Exercise instructions
Print the following entries without any change.

··· Record extracts

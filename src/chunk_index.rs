use tantivy::{
    Index,
    IndexWriter,
    TantivyDocument,
    collector::TopDocs,
    doc,
    query::{
        BooleanQuery,
        BoostQuery,
        FuzzyTermQuery,
        Occur,
        Query,
        QueryParser,
    },
    schema::*,
    tokenizer::{LowerCaser, RemoveLongFilter, SimpleTokenizer, TextAnalyzer},
};

use crate::{error::Result, store::DocumentChunk, text_util::fold_case};

/// Field names used in the schema.
pub mod fields {
    pub const ORDINAL: &str = "ordinal";
    pub const TITLE: &str = "title";
    pub const BODY: &str = "body";
}

/// Tokenizer shared by titles and bodies. No stemming: content is mixed
/// Serbian Cyrillic and Latin.
const TOKENIZER: &str = "folded";

const WRITER_MEMORY: usize = 15_000_000;

/// Query terms shorter than this are not expanded with fuzzy variants.
const MIN_FUZZY_TERM_CHARS: usize = 4;

/// Fuzzy hits score a constant; keep it below a typical exact BM25 hit.
const FUZZY_BOOST: f32 = 0.3;

/// A chunk matched by a query: its position in the indexed slice and its
/// BM25 score.
#[derive(Debug, Clone, Copy, PartialEq)]
pub struct ChunkHit {
    pub index: usize,
    pub score: f32,
}

#[derive(Clone, Copy)]
struct SchemaFields {
    ordinal: Field,
    title: Field,
    body: Field,
}

/// A throwaway in-memory BM25 index over a set of candidate chunks.
pub struct ChunkIndex {
    index: Index,
    fields: SchemaFields,
    len: usize,
}

fn build_schema() -> (Schema, SchemaFields) {
    let mut builder = Schema::builder();

    let ordinal = builder.add_u64_field(fields::ORDINAL, STORED | FAST);

    let text_opts = TextOptions::default().set_indexing_options(
        TextFieldIndexing::default()
            .set_tokenizer(TOKENIZER)
            .set_index_option(IndexRecordOption::WithFreqsAndPositions),
    );
    let title = builder.add_text_field(fields::TITLE, text_opts.clone());
    let body = builder.add_text_field(fields::BODY, text_opts);

    (
        builder.build(),
        SchemaFields {
            ordinal,
            title,
            body,
        },
    )
}

fn register_tokenizers(index: &Index) {
    let folded = TextAnalyzer::builder(SimpleTokenizer::default())
        .filter(RemoveLongFilter::limit(40))
        .filter(LowerCaser)
        .build();
    index.tokenizers().register(TOKENIZER, folded);
}

impl ChunkIndex {
    /// Index `chunks` in RAM. Hits refer back to positions in this slice.
    pub fn build(chunks: &[DocumentChunk]) -> Result<Self> {
        let (schema, fields) = build_schema();
        let index = Index::create_in_ram(schema);
        register_tokenizers(&index);

        let mut writer: IndexWriter =
            index.writer_with_num_threads(1, WRITER_MEMORY)?;
        for (i, chunk) in chunks.iter().enumerate() {
            writer.add_document(doc!(
                fields.ordinal => i as u64,
                fields.title => chunk.title.as_str(),
                fields.body => chunk.content.as_str(),
            ))?;
        }
        writer.commit()?;

        Ok(Self {
            index,
            fields,
            len: chunks.len(),
        })
    }

    pub fn len(&self) -> usize {
        self.len
    }

    pub fn is_empty(&self) -> bool {
        self.len == 0
    }

    /// Rank chunks against `query_str` with BM25 plus distance-1 fuzzy
    /// matching on the body. The title field is boosted 2x.
    ///
    /// Results are ordered by score, then by position.
    pub fn search(&self, query_str: &str, limit: usize) -> Result<Vec<ChunkHit>> {
        if self.is_empty() || limit == 0 {
            return Ok(Vec::new());
        }

        let f = self.fields;
        let reader = self.index.reader()?;
        let searcher = reader.searcher();

        let mut parser =
            QueryParser::for_index(&self.index, vec![f.title, f.body]);
        parser.set_field_boost(f.title, 2.0);
        let (bm25_query, _errors) = parser.parse_query_lenient(query_str);

        let mut clauses: Vec<(Occur, Box<dyn Query>)> =
            vec![(Occur::Should, bm25_query)];
        for word in query_str.split_whitespace() {
            let term =
                fold_case(word.trim_matches(|c: char| !c.is_alphanumeric()));
            if term.chars().count() >= MIN_FUZZY_TERM_CHARS {
                let term = tantivy::Term::from_field_text(f.body, &term);
                let fuzzy = FuzzyTermQuery::new(term, 1, true);
                clauses.push((
                    Occur::Should,
                    Box::new(BoostQuery::new(Box::new(fuzzy), FUZZY_BOOST)),
                ));
            }
        }
        let query = BooleanQuery::new(clauses);

        let top_docs = searcher.search(&query, &TopDocs::with_limit(limit))?;

        let mut hits = Vec::with_capacity(top_docs.len());
        for (score, doc_address) in top_docs {
            let doc: TantivyDocument = searcher.doc(doc_address)?;
            if let Some(ordinal) =
                doc.get_first(f.ordinal).and_then(|v| v.as_u64())
            {
                hits.push(ChunkHit {
                    index: ordinal as usize,
                    score,
                });
            }
        }
        hits.sort_by(|a, b| {
            b.score.total_cmp(&a.score).then(a.index.cmp(&b.index))
        });

        Ok(hits)
    }
}

impl std::fmt::Debug for ChunkIndex {
    fn fmt(&self, f: &mut std::fmt::Formatter<'_>) -> std::fmt::Result {
        f.debug_struct("ChunkIndex")
            .field("len", &self.len)
            .finish_non_exhaustive()
    }
}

······

Reply to the exercise
filename src/chunk_index.rs
use tantivy::{
    Index,
    IndexWriter,
    TantivyDocument,
    collector::TopDocs,
    doc,
    query::{
        BooleanQuery,
        BoostQuery,
        FuzzyTermQuery,
        Occur,
        Query,
        QueryParser,
    },
    schema::*,
    tokenizer::{LowerCaser, RemoveLongFilter, SimpleTokenizer, TextAnalyzer},
};

use crate::{error::Result, store::DocumentChunk, text_util::fold_case};

/// Field names used in the schema.
pub mod fields {
    pub const ORDINAL: &str = "ordinal";
    pub const TITLE: &str = "title";
    pub const BODY: &str = "body";
}

/// Tokenizer shared by titles and bodies. No stemming: content is mixed
/// Serbian Cyrillic and Latin.
const TOKENIZER: &str = "folded";

const WRITER_MEMORY: usize = 15_000_000;

/// Query terms shorter than this are not expanded with fuzzy variants.
const MIN_FUZZY_TERM_CHARS: usize = 4;

/// Fuzzy hits score a constant; keep it below a typical exact BM25 hit.
const FUZZY_BOOST: f32 = 0.3;

/// A chunk matched by a query: its position in the indexed slice and its
/// BM25 score.
#[derive(Debug, Clone, Copy, PartialEq)]
pub struct ChunkHit {
    pub index: usize,
    pub score: f32,
}

#[derive(Clone, Copy)]
struct SchemaFields {
    ordinal: Field,
    title: Field,
    body: Field,
}

/// A throwaway in-memory BM25 index over a set of candidate chunks.
pub struct ChunkIndex {
    index: Index,
    fields: SchemaFields,
    len: usize,
}

fn build_schema() -> (Schema, SchemaFields) {
    let mut builder = Schema::builder();

    let ordinal = builder.add_u64_field(fields::ORDINAL, STORED | FAST);

    let text_opts = TextOptions::default().set_indexing_options(
        TextFieldIndexing::default()
            .set_tokenizer(TOKENIZER)
            .set_index_option(IndexRecordOption::WithFreqsAndPositions),
    );
    let title = builder.add_text_field(fields::TITLE, text_opts.clone());
    let body = builder.add_text_field(fields::BODY, text_opts);

    (
        builder.build(),
        SchemaFields {
            ordinal,
            title,
            body,
        },
    )
}

fn register_tokenizers(index: &Index) {
    let folded = TextAnalyzer::builder(SimpleTokenizer::default())
        .filter(RemoveLongFilter::limit(40))
        .filter(LowerCaser)
        .build();
    index.tokenizers().register(TOKENIZER, folded);
}

impl ChunkIndex {
    /// Index `chunks` in RAM. Hits refer back to positions in this slice.
    pub fn build(chunks: &[DocumentChunk]) -> Result<Self> {
        let (schema, fields) = build_schema();
        let index = Index::create_in_ram(schema);
        register_tokenizers(&index);

        let mut writer: IndexWriter =
            index.writer_with_num_threads(1, WRITER_MEMORY)?;
        for (i, chunk) in chunks.iter().enumerate() {
            writer.add_document(doc!(
                fields.ordinal => i as u64,
                fields.title => chunk.title.as_str(),
                fields.body => chunk.content.as_str(),
            ))?;
        }
        writer.commit()?;

        Ok(Self {
            index,
            fields,
            len: chunks.len(),
        })
    }

    pub fn len(&self) -> usize {
        self.len
    }

    pub fn is_empty(&self) -> bool {
        self.len == 0
    }

    /// Rank chunks against `query_str` with BM25 plus distance-1 fuzzy
    /// matching on the body. The title field is boosted 2x.
    ///
    /// Results are ordered by score, then by position.
    pub fn search(&self, query_str: &str, limit: usize) -> Result<Vec<ChunkHit>> {
        if self.is_empty() || limit == 0 {
            return Ok(Vec::new());
        }

        let f = self.fields;
        let reader = self.index.reader()?;
        let searcher = reader.searcher();

        let mut parser =
            QueryParser::for_index(&self.index, vec![f.title, f.body]);
        parser.set_field_boost(f.title, 2.0);
        let (bm25_query, _errors) = parser.parse_query_lenient(query_str);

        let mut clauses: Vec<(Occur, Box<dyn Query>)> =
            vec![(Occur::Should, bm25_query)];
        for word in query_str.split_whitespace() {
            let term =
                fold_case(word.trim_matches(|c: char| !c.is_alphanumeric()));
            if term.chars().count() >= MIN_FUZZY_TERM_CHARS {
                let term = tantivy::Term::from_field_text(f.body, &term);
                let fuzzy = FuzzyTermQuery::new(term, 1, true);
                clauses.push((
                    Occur::Should,
                    Box::new(BoostQuery::new(Box::new(fuzzy), FUZZY_BOOST)),
                ));
            }
        }
        let query = BooleanQuery::new(clauses);

        let top_docs = searcher.search(&query, &TopDocs::with_limit(limit))?;

        let mut hits = Vec::with_capacity(top_docs.len());
        for (score, doc_address) in top_docs {
            let doc: TantivyDocument = searcher.doc(doc_address)?;
            if let Some(ordinal) =
                doc.get_first(f.ordinal).and_then(|v| v.as_u64())
            {
                hits.push(ChunkHit {
                    index: ordinal as usize,
                    score,
                });
            }
        }
        hits.sort_by(|a, b| {
            b.score.total_cmp(&a.score).then(a.index.cmp(&b.index))
        });

        Ok(hits)
    }
}

impl std::fmt::Debug for ChunkIndex {
    fn fmt(&self, f: &mut std::fmt::Formatter<'_>) -> std::fmt::Result {
        f.debug_struct("ChunkIndex")
            .field("len", &self.len)
            .finish_non_exhaustive()
    }
}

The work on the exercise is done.